_EXERCISE GOAL_. Where in the listing does the word "Description" appear? Report each line that holds it.

:::

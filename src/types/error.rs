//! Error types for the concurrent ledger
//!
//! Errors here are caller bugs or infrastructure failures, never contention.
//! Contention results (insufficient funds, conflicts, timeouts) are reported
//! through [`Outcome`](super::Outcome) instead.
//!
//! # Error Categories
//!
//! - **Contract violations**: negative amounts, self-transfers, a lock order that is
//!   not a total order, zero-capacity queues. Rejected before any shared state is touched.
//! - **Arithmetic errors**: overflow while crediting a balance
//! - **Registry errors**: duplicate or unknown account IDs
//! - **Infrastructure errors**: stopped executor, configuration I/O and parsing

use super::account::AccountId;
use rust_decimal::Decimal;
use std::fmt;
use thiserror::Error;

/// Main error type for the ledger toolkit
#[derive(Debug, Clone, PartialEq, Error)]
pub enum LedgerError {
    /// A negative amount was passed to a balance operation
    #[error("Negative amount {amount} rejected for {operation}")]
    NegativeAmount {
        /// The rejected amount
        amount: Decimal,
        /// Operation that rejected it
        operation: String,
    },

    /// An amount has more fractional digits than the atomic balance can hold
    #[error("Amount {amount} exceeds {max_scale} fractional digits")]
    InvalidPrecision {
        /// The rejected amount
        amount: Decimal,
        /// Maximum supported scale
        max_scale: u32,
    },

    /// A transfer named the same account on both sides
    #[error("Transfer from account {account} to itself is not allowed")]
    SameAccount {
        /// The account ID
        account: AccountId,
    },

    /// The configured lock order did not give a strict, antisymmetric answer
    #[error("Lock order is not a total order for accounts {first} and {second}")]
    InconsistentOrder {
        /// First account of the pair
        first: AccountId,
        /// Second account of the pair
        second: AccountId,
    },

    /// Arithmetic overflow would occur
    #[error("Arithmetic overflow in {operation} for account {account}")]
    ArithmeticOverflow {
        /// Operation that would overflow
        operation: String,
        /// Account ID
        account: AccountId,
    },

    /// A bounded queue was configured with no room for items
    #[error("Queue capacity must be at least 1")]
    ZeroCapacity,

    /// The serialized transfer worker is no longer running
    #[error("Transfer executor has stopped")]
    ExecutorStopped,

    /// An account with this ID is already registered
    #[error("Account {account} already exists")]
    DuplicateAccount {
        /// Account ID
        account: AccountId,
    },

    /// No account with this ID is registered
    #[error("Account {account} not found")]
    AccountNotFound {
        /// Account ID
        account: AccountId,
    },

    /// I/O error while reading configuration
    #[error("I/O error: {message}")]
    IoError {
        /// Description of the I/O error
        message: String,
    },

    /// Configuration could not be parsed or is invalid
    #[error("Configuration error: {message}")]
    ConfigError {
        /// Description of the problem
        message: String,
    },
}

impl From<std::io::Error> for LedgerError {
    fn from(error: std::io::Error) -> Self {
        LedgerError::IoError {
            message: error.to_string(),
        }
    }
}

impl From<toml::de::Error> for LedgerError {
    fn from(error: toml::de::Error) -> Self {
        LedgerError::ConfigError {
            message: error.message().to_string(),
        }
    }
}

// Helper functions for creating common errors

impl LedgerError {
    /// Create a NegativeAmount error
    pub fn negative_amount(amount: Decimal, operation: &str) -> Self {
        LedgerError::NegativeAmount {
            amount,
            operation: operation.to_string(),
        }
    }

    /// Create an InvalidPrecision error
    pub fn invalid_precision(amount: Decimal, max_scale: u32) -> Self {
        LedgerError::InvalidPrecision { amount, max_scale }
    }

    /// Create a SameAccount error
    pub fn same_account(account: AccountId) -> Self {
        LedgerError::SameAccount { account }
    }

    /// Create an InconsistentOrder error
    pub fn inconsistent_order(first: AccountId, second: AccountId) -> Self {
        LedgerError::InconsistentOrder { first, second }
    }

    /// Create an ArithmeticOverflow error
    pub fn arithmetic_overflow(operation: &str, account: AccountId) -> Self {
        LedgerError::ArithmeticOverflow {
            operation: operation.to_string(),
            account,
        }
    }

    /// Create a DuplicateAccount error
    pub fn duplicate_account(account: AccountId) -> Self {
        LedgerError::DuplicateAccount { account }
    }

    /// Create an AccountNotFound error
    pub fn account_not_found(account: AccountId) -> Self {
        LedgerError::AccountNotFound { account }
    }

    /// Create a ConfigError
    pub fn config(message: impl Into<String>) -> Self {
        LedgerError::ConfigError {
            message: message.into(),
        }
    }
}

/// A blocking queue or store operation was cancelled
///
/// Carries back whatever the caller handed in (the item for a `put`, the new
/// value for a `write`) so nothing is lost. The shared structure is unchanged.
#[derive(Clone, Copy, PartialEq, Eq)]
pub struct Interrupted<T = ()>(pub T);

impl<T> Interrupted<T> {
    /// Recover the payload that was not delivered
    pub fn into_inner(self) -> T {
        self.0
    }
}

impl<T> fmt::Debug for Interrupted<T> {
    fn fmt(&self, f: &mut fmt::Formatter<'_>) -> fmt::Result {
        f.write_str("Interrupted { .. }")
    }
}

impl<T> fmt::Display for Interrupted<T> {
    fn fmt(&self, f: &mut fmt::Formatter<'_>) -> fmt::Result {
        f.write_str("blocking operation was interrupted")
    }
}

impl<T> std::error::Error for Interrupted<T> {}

:::

_ANSWER FOR THIS EXERCISE_.
        /// Description of the I/O error
        /// Description of the problem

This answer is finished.